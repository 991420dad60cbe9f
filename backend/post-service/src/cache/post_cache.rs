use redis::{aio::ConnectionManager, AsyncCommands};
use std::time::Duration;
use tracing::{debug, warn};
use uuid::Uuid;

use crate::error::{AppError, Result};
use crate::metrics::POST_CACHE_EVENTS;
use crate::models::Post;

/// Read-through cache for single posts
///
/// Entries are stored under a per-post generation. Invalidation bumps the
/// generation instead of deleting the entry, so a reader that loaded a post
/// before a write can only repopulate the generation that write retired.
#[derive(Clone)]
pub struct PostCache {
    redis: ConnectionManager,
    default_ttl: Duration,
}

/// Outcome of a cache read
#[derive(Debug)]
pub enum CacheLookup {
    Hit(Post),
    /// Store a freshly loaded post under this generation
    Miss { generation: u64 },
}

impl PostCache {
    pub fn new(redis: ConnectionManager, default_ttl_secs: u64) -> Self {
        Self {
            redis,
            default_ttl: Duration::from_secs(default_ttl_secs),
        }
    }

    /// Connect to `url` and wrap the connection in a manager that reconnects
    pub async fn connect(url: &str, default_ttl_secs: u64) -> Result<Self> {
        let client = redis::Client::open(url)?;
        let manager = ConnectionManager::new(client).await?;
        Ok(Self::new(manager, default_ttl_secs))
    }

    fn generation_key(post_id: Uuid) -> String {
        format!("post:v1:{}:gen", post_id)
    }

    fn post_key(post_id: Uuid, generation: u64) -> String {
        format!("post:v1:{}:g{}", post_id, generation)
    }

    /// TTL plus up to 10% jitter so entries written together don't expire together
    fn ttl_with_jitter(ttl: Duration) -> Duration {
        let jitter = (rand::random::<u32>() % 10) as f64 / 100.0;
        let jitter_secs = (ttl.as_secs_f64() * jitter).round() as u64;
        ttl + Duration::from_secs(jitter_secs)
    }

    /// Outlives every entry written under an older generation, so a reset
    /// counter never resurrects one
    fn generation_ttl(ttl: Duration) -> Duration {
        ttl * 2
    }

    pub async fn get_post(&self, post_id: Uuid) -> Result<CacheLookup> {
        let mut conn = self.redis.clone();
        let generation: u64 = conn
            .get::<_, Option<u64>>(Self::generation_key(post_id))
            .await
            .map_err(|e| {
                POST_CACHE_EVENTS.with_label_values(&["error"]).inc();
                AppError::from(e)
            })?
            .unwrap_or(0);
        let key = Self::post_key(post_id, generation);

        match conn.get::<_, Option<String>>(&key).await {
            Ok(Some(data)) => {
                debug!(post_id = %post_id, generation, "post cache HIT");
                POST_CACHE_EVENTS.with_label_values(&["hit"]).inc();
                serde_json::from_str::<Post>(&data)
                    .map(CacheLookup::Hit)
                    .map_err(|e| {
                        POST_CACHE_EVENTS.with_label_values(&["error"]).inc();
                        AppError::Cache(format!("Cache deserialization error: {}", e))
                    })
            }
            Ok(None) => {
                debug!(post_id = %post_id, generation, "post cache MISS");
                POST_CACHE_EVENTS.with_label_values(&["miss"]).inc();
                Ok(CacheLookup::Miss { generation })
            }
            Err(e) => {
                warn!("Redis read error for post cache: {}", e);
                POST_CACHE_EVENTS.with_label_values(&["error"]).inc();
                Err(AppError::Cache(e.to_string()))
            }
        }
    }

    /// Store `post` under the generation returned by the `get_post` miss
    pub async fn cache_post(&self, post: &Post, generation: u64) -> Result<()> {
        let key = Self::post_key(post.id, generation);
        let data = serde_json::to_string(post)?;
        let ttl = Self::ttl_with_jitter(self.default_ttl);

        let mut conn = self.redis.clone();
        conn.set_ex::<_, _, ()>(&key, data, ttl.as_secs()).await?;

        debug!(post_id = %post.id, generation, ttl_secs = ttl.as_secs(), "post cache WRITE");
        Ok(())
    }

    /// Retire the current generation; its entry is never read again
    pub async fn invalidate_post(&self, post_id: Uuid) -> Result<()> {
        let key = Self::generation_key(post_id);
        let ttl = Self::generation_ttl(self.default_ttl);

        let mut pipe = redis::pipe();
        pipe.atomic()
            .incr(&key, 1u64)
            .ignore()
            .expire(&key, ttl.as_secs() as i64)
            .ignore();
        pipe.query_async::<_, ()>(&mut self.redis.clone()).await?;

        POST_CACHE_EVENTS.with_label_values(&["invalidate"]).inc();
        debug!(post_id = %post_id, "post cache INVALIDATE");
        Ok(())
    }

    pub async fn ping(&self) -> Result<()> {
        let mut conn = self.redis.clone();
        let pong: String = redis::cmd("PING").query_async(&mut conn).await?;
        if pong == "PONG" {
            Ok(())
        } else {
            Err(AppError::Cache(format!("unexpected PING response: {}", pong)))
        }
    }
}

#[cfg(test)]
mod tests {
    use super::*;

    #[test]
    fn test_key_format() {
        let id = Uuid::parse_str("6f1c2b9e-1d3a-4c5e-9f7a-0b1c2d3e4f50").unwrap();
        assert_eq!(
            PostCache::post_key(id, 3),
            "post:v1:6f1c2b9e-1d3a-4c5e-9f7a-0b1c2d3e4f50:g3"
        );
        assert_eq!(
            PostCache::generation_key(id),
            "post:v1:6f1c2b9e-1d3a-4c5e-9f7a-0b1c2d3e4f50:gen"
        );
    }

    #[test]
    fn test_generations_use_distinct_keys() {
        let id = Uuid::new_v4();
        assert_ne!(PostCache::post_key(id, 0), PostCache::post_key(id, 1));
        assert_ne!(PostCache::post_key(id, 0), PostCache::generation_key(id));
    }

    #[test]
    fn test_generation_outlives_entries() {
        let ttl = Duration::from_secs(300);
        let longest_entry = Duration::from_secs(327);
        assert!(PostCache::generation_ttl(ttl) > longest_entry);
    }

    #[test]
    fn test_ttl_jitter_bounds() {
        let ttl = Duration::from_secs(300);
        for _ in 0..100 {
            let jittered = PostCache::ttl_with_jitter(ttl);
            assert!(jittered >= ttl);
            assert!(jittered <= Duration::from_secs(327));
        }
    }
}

*Brief*
Give back exactly the material above from its opening line to the line bearing "that write retired.".

*Response to the exercise*
repository 991420dad60cbe9f
filename backend/post-service/src/cache/post_cache.rs
use redis::{aio::ConnectionManager, AsyncCommands};
use std::time::Duration;
use tracing::{debug, warn};
use uuid::Uuid;

use crate::error::{AppError, Result};
use crate::metrics::POST_CACHE_EVENTS;
use crate::models::Post;

/// Read-through cache for single posts
///
/// Entries are stored under a per-post generation. Invalidation bumps the
/// generation instead of deleting the entry, so a reader that loaded a post
/// before a write can only repopulate the generation that write retired.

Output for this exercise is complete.